En définitive, l’arrêt Vergnet est très utile pour se rappeler des principes cardinaux à suivre en présence d’une procédure collective. D’une part, pas de saisine du tribunal arbitral postérieurement à l’ouverture d’une procédure collective sans procédure de vérification des créances. La difficulté, dans ce cas de figure, réside dans l’identification de la date de saisine du tribunal arbitral, entre la date de la demande d’arbitrage et celle à laquelle le tribunal arbitral est constitué. D’autre part, après la déclaration de la créance par le créancier, la procédure arbitrale peut avoir pour objet unique la constatation et la fixation de la créance. En revanche, le tribunal arbitral doit se garder de faire figurer une condamnation dans son dispositif.

b. L’ordre public interne

Contrairement à l’ordre public international, l’ordre public interne attire rarement les regards. S’il est admis que le second est plus large que le premier, en ce qu’il inclut des règles qui ne figurent pas dans l’ordre public international, la question de la nature de l’examen reste mystérieuse. Un arrêt SODIPI de la formation interne (Paris, 17 mai 2022, n° 20/05576) apporte une contribution intéressant à cette discussion. Le litige est relatif à un contrat de franchise. Le contrat contient en son sein une clause prévoyant un droit d’entrée différé et une clause de non-réaffiliation. La validité de ces clauses a été contestée devant les arbitres, en particulier sur le fondement de l’article L. 420-1 du code de commerce, mais également de l’article L. 442-6, I du même code.
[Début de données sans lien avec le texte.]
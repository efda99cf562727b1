//! Configuration error types.

use std::path::PathBuf;
use thiserror::Error;

/// Errors raised while loading or validating `lumi.toml`
#[derive(Debug, Error)]
pub enum ConfigError {
    #[error("cannot read config `{0}`")]
    Io(PathBuf, #[source] std::io::Error),

    #[error("invalid lumi.toml: {0}")]
    Toml(#[from] toml::de::Error),

    #[error("config validation error: {0}")]
    Validation(String),
}
impl LiveChannel {
    pub fn new(connector: Arc<dyn Connector>, url: Url) -> Arc<Self> {
        let (state, _) = watch::channel(ChannelState::Disconnected);
        Arc::new(Self {
            connector,
            url,
            active: Mutex::new(None),
            state,
            next_id: AtomicU64::new(1),
            lost: Notify::new(),
        })
    }

    pub fn state(&self) -> ChannelState {
        *self.state.borrow()
    }

    pub fn watch_state(&self) -> watch::Receiver<ChannelState> {
        self.state.subscribe()
    }

    /// The active connection, if any.
    pub async fn current(&self) -> Option<ChannelRef> {
        self.active.lock().await.as_ref().map(Active::channel_ref)
    }

    /// Handlers attached to the active connection.
    pub async fn handler_count(&self) -> Option<usize> {
        self.active
            .lock()
            .await
            .as_ref()
            .map(|a| a.dispatcher.handler_count())
    }

    /// Bring the channel in line with the session.
    ///
    /// Connects when authenticated and no handle exists; tears down when not
    /// authenticated. A credential change alone keeps the existing channel.
    pub async fn sync(self: &Arc<Self>, session: &Session) -> Result<()> {
        let mut active = self.active.lock().await;

        match session.credential() {
            Some(credential) if session.is_authenticated() => {
                if active.is_none() {
                    *active = Some(self.open(credential).await?);
                }
            }
            _ => {
                if let Some(current) = active.take() {
                    self.teardown(current);
                }
            }
        }
        Ok(())
    }

    /// Tear the channel down regardless of session state.
    pub async fn shutdown(&self) {
        if let Some(current) = self.active.lock().await.take() {
            self.teardown(current);
        }
    }

    /// Follow session transitions until the session store goes away.
    ///
    /// A refused or lost connection is retried after the connector's backoff
    /// delay, always with the session's current credential.
    pub fn watch_session(self: &Arc<Self>, mut session: watch::Receiver<Session>) -> JoinHandle<()> {
        let channel = Arc::clone(self);
        let backoff = self.connector.backoff();
        tokio::spawn(async move {
            let mut attempt: u32 = 0;
            'sessions: loop {
                let snapshot = session.borrow_and_update().clone();
                let mut retry = None;
                match channel.sync(&snapshot).await {
                    Ok(()) => {
                        if channel.state() == ChannelState::Connected {
                            attempt = 0;
                        }
                    }
                    Err(e) => {
                        warn!("Live channel unavailable: {}", e);
                        retry = backoff.map(|b| b.delay(attempt));
                        attempt = attempt.saturating_add(1);
                    }
                }

                loop {
                    tokio::select! {
                        changed = session.changed() => {
                            if changed.is_err() {
                                break 'sessions;
                            }
                            break;
                        }
                        _ = channel.lost.notified() => {
                            if let Some(b) = backoff {
                                retry = Some(b.delay(attempt));
                                attempt = attempt.saturating_add(1);
                            }
                        }
                        _ = tokio::time::sleep(retry.unwrap_or_default()), if retry.is_some() => {
                            debug!(attempt, "Reconnecting live channel");
                            break;
                        }
                    }
                }
            }
            channel.shutdown().await;
        })
    }

    async fn open(self: &Arc<Self>, credential: &str) -> Result<Active> {
        self.state.send_replace(ChannelState::Connecting);
        debug!(url = %self.url, "Connecting live channel");

        let connection = match self.connector.connect(&self.url, credential).await {
            Ok(connection) => connection,
            Err(e) => {
                self.state.send_replace(ChannelState::Disconnected);
                return Err(e);
            }
        };

        let id = self.next_id.fetch_add(1, Ordering::Relaxed);
        let dispatcher = Dispatcher::new();
        let pump = tokio::spawn(pump(
            Arc::downgrade(self),
            id,
            Arc::downgrade(&dispatcher),
            connection.events,
        ));

        self.state.send_replace(ChannelState::Connected);
        info!(channel = id, "Live channel connected");

        Ok(Active {
            id,
            dispatcher,
            outbound: connection.outbound,
            close: connection.close,
            pump,
        })
    }

    fn teardown(&self, active: Active) {
        active.dispatcher.clear();
        active.pump.abort();
        let _ = active.close.send(());
        self.state.send_replace(ChannelState::Disconnected);
        info!(channel = active.id, "Live channel disconnected");
    }

    async fn on_transport_closed(&self, id: u64) {
        let mut active = self.active.lock().await;
        if active.as_ref().is_some_and(|a| a.id == id) {
            if let Some(lost) = active.take() {
                lost.dispatcher.clear();
                self.state.send_replace(ChannelState::Disconnected);
                warn!(channel = id, "Live channel lost");
                self.lost.notify_one();
            }
        }
    }
}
Pour commencer, la cour rappelle les principes applicables à l’occasion d’un examen de la conformité d’une sentence à l’ordre public interne. Elle souligne que « le constat que l’arbitre a violé une règle d’ordre public ne peut être retenu par le juge de l’annulation que si la solution qui en résulte heurte l’ordre public. Le juge de l’annulation n’a pas le pouvoir de contrôler le contenu de la motivation de la sentence ni de procéder à sa révision au fond. Le contrôle du respect des règles d’ordre public doit être mené à partir des éléments de fait et de droit retenus par les arbitres dans leur sentence compte tenu de ce qui a été plaidé devant eux, la cour saisie d’un recours en annulation, n’étant pas le juge du procès qui s’est déroulé devant le tribunal arbitral ».
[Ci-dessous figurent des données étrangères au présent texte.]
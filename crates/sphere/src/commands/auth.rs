//! Account commands that do not need a session.

use anyhow::Result;
use colored::Colorize;
use dialoguer::Password;

use super::{client, print_ack, with_spinner};
use crate::config::Config;

fn new_password() -> Result<String> {
    Ok(Password::new()
        .with_prompt("Password")
        .with_confirmation("Confirm password", "Passwords do not match")
        .interact()?)
}

/// Create an account.
pub async fn register(username: &str, email: &str, config: &Config) -> Result<()> {
    let password = new_password()?;
    let client = client(config)?;

    let message = with_spinner("Registering...", client.register(username, email, &password)).await?;
    print_ack(message, "Registered. Check your inbox to verify your email.");
    Ok(())
}

/// Request a password reset email.
pub async fn forgot_password(email: &str, config: &Config) -> Result<()> {
    let client = client(config)?;
    let message = with_spinner("Requesting reset...", client.forgot_password(email)).await?;
    print_ack(message, "If the account exists, a reset link is on its way.");
    Ok(())
}

/// Set a new password with a reset token.
pub async fn reset_password(token: &str, config: &Config) -> Result<()> {
    let password = new_password()?;
    let client = client(config)?;

    let message = with_spinner(
        "Resetting password...",
        client.reset_password(token, &password, &password),
    )
    .await?;
    print_ack(message, "Password updated. You can now log in.");
    Ok(())
}

/// Confirm an email address.
pub async fn verify_email(token: &str, config: &Config) -> Result<()> {
    let client = client(config)?;
    match with_spinner("Verifying...", client.verify_email(token)).await {
        Ok(message) => {
            print_ack(message, "Email verified.");
            Ok(())
        }
        Err(e) => {
            println!("{} Verification failed: {}", "✗".red(), e);
            println!("  Run {} from the shell for a new link.", "resend-verification".cyan());
            Err(e.into())
        }
    }
}
//! Transport seam between the lifecycle and the wire.

use async_trait::async_trait;
use std::time::Duration;
use tokio::sync::{mpsc, oneshot};
use url::Url;

use super::event::RawEvent;
use crate::error::Result;

/// An open connection to the push endpoint.
///
/// `events` ends when the transport is gone. Sending on `close` (or dropping
/// it) asks the transport to shut down.
pub struct Connection {
    pub events: mpsc::Receiver<RawEvent>,
    pub outbound: mpsc::Sender<RawEvent>,
    pub close: oneshot::Sender<()>,
}

/// Delay schedule for reconnecting after a lost or refused connection.
///
/// Doubles from `initial` on each failed attempt, capped at `max`.
#[derive(Debug, Clone, Copy, PartialEq, Eq)]
pub struct Backoff {
    pub initial: Duration,
    pub max: Duration,
}

impl Default for Backoff {
    fn default() -> Self {
        Self {
            initial: Duration::from_secs(1),
            max: Duration::from_secs(5),
        }
    }
}

impl Backoff {
    /// Delay before reconnect attempt number `attempt` (zero-based).
    pub fn delay(&self, attempt: u32) -> Duration {
        let factor = 1u32.checked_shl(attempt).unwrap_or(u32::MAX);
        self.initial.saturating_mul(factor).min(self.max)
    }
}

/// Opens authenticated connections.
///
/// The reconnect policy belongs to the transport: `backoff` returns `None`
/// when a lost connection should stay down until the session changes.
#[async_trait]
pub trait Connector: Send + Sync {
    async fn connect(&self, url: &Url, credential: &str) -> Result<Connection>;

    fn backoff(&self) -> Option<Backoff> {
        None
    }
}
La première observation que l’on peut formuler, c’est que les attendus diffèrent entre la matière interne et la matière internationale. Alors que l’on se situe après l’arrêt Belokon et la consécration de la violation caractérisée (Civ. 1re, 23 mars 2022, n° 17-17.981, Dalloz actualité, 10 mai 2022, obs. V. Chantebout ; D. 2022. 660 image ; Gaz. Pal. 2022, n° 15, p. 11, obs. L. Larribère), que les défendeurs invitaient la cour à rechercher une « violation manifeste, effective et concrète » de l’ordre public, la cour d’appel ne fait aucune référence à ces méthodes. De plus, si la cour accepte de réaliser un examen « de fait et de droit », elle le limite aux éléments « qui [ont] été plaidé devant [les arbitres] », ce qui constitue encore une potentielle divergence avec l’ordre public international.
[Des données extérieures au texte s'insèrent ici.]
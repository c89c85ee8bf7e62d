//! WebSocket transport speaking Socket.IO to the push endpoint.

use async_trait::async_trait;
use futures::{SinkExt, StreamExt};
use serde_json::json;
use std::sync::Once;
use std::time::Duration;
use tokio::net::TcpStream;
use tokio::sync::{mpsc, oneshot};
use tokio::time::{Instant, timeout};
use tokio_tungstenite::tungstenite::Message;
use tokio_tungstenite::{MaybeTlsStream, WebSocketStream, connect_async};
use tracing::{debug, info, warn};
use url::Url;

use super::codec::{EnginePacket, Handshake, SocketPacket, connect_error_message};
use super::event::RawEvent;
use super::transport::{Backoff, Connection, Connector};
use crate::error::{Error, Result};

type WsStream = WebSocketStream<MaybeTlsStream<TcpStream>>;

const EVENT_BUFFER: usize = 64;
const DEFAULT_HANDSHAKE_TIMEOUT: Duration = Duration::from_secs(10);
const MAX_LIVENESS: Duration = Duration::from_secs(24 * 60 * 60);

static CRYPTO_PROVIDER: Once = Once::new();

/// Opens Socket.IO connections, authenticating with `{"token": credential}`.
///
/// Lost or refused connections are retried on the [`Backoff`] schedule
/// unless reconnection is turned off with `with_backoff(None)`.
#[derive(Debug, Clone)]
pub struct WsConnector {
    handshake_timeout: Duration,
    backoff: Option<Backoff>,
}

impl Default for WsConnector {
    fn default() -> Self {
        Self {
            handshake_timeout: DEFAULT_HANDSHAKE_TIMEOUT,
            backoff: Some(Backoff::default()),
        }
    }
}

impl WsConnector {
    pub fn new() -> Self {
        Self::default()
    }

    pub fn with_handshake_timeout(mut self, handshake_timeout: Duration) -> Self {
        self.handshake_timeout = handshake_timeout;
        self
    }

    pub fn with_backoff(mut self, backoff: Option<Backoff>) -> Self {
        self.backoff = backoff;
        self
    }
}

/// Select ring as the process-wide rustls provider for `wss://` endpoints.
fn install_crypto_provider() {
    CRYPTO_PROVIDER.call_once(|| {
        if rustls::crypto::ring::default_provider().install_default().is_err() {
            debug!("rustls crypto provider already installed");
        }
    });
}

/// How long the server may stay silent before the connection counts as lost.
fn liveness(handshake: &Handshake) -> Duration {
    Duration::from_millis(handshake.ping_interval.saturating_add(handshake.ping_timeout))
        .min(MAX_LIVENESS)
}

#[async_trait]
impl Connector for WsConnector {
    async fn connect(&self, url: &Url, credential: &str) -> Result<Connection> {
        if url.scheme() == "wss" {
            install_crypto_provider();
        }

        let (mut ws, handshake) = timeout(self.handshake_timeout, async {
            let (mut ws, _) = connect_async(url.as_str()).await?;
            let handshake = handshake(&mut ws, credential).await?;
            Ok::<_, Error>((ws, handshake))
        })
        .await
        .map_err(|_| Error::Channel("timed out opening live channel".into()))??;

        debug!(sid = %handshake.sid, "Live channel handshake complete");

        let (events_tx, events_rx) = mpsc::channel(EVENT_BUFFER);
        let (outbound_tx, outbound_rx) = mpsc::channel(EVENT_BUFFER);
        let (close_tx, close_rx) = oneshot::channel();

        // Flush anything tungstenite queued (e.g. pongs) before handing off.
        ws.flush().await?;
        tokio::spawn(run(ws, handshake, events_tx, outbound_rx, close_rx));

        Ok(Connection {
            events: events_rx,
            outbound: outbound_tx,
            close: close_tx,
        })
    }

    fn backoff(&self) -> Option<Backoff> {
        self.backoff
    }
}

/// Engine open, then Socket.IO connect with the credential.
async fn handshake(ws: &mut WsStream, credential: &str) -> Result<Handshake> {
    let open = loop {
        match EnginePacket::decode(&next_text(ws).await?)? {
            EnginePacket::Open(handshake) => break handshake,
            EnginePacket::Noop => continue,
            other => {
                return Err(Error::Protocol(format!("expected open packet, got {:?}", other)));
            }
        }
    };

    let connect = SocketPacket::Connect(Some(json!({ "token": credential })));
    ws.send(Message::text(connect.into_frame())).await?;

    loop {
        match EnginePacket::decode(&next_text(ws).await?)? {
            EnginePacket::Message(message) => match SocketPacket::decode(&message)? {
                SocketPacket::Connect(_) => return Ok(open),
                SocketPacket::ConnectError(data) => {
                    return Err(Error::Channel(format!(
                        "connection refused: {}",
                        connect_error_message(&data)
                    )));
                }
                other => debug!("Ignoring packet before connect ack: {:?}", other),
            },
            EnginePacket::Ping(data) => {
                ws.send(Message::text(EnginePacket::Pong(data).encode())).await?;
            }
            EnginePacket::Close => {
                return Err(Error::Channel("closed during handshake".into()));
            }
            _ => {}
        }
    }
}

/// Next text frame. Control frames are handled by tungstenite.
async fn next_text(ws: &mut WsStream) -> Result<String> {
    loop {
        match ws.next().await {
            Some(Ok(Message::Text(text))) => return Ok(text.to_string()),
            Some(Ok(Message::Close(_))) | None => {
                return Err(Error::Channel("connection closed".into()));
            }
            Some(Ok(_)) => continue,
            Some(Err(e)) => return Err(e.into()),
        }
    }
}

/// Connection I/O until closed from either side or the heartbeat lapses.
async fn run(
    mut ws: WsStream,
    handshake: Handshake,
    events: mpsc::Sender<RawEvent>,
    mut outbound: mpsc::Receiver<RawEvent>,
    mut close: oneshot::Receiver<()>,
) {
    let liveness = liveness(&handshake);
    let heartbeat = tokio::time::sleep(liveness);
    tokio::pin!(heartbeat);

    loop {
        tokio::select! {
            _ = &mut close => {
                let _ = ws.send(Message::text(SocketPacket::Disconnect.into_frame())).await;
                let _ = ws.close(None).await;
                debug!("Live channel closed by client");
                break;
            }
            Some(event) = outbound.recv() => {
                let name = event.name.clone();
                let frame = SocketPacket::Event { event, ack: None }.into_frame();
                if let Err(e) = ws.send(Message::text(frame)).await {
                    warn!(event = %name, "Failed to emit event: {}", e);
                    break;
                }
            }
            text = next_text(&mut ws) => {
                let text = match text {
                    Ok(text) => text,
                    Err(e) => {
                        info!("Live channel transport ended: {}", e);
                        break;
                    }
                };
                match EnginePacket::decode(&text) {
                    Ok(EnginePacket::Ping(data)) => {
                        heartbeat.as_mut().reset(Instant::now() + liveness);
                        if let Err(e) = ws.send(Message::text(EnginePacket::Pong(data).encode())).await {
                            warn!("Failed to answer ping: {}", e);
                            break;
                        }
                    }
                    Ok(EnginePacket::Message(message)) => match SocketPacket::decode(&message) {
                        Ok(SocketPacket::Event { event, .. }) => {
                            if events.send(event).await.is_err() {
                                break;
                            }
                        }
                        Ok(SocketPacket::Disconnect) => {
                            info!("Live channel disconnected by server");
                            break;
                        }
                        Ok(other) => debug!("Ignoring packet: {:?}", other),
                        Err(e) => warn!("Dropping undecodable packet: {}", e),
                    },
                    Ok(EnginePacket::Close) => {
                        info!("Live channel closed by server");
                        break;
                    }
                    Ok(_) => {}
                    Err(e) => warn!("Dropping undecodable frame: {}", e),
                }
            }
            _ = &mut heartbeat => {
                warn!("Live channel heartbeat lapsed");
                break;
            }
        }
    }
}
Ensuite, la façon de réaliser l’examen s’éloigne de la logique retenue par la chambre internationale. La cour s’intéresse uniquement à la démarche des arbitres. Elle constate qu’ils se sont prononcés sur la compatibilité des clauses aux dispositions invoquées et qu’ils ont décidé de réduire, en équité, les montants alloués afin d’écarter toute restriction de concurrence. Partant, la cour d’appel juge que les requérants, en reprenant les moyens développés devant les arbitres, demandent « à la cour de vérifier la pertinence du raisonnement juridique par lequel les arbitres se sont prononcés sur la question dont ils étaient saisis […] et ce faisant d’exercer un contrôle au fond de la sentence qui échappe au juge de l’annulation ». Ce choix de s’intéresser à la solution des arbitres, plutôt que d’y substituer sa propre analyse, est révélateur d’une approche distincte. Elle repose sur l’observation de la réalisation par les arbitres d’un contrôle, puis par la confiance dans leur jugement. Cette démarche est confortée par le rappel selon lequel le juge de l’annulation n’exerce pas un contrôle au fond de la sentence, motivation qui n’est pas de pure apparence.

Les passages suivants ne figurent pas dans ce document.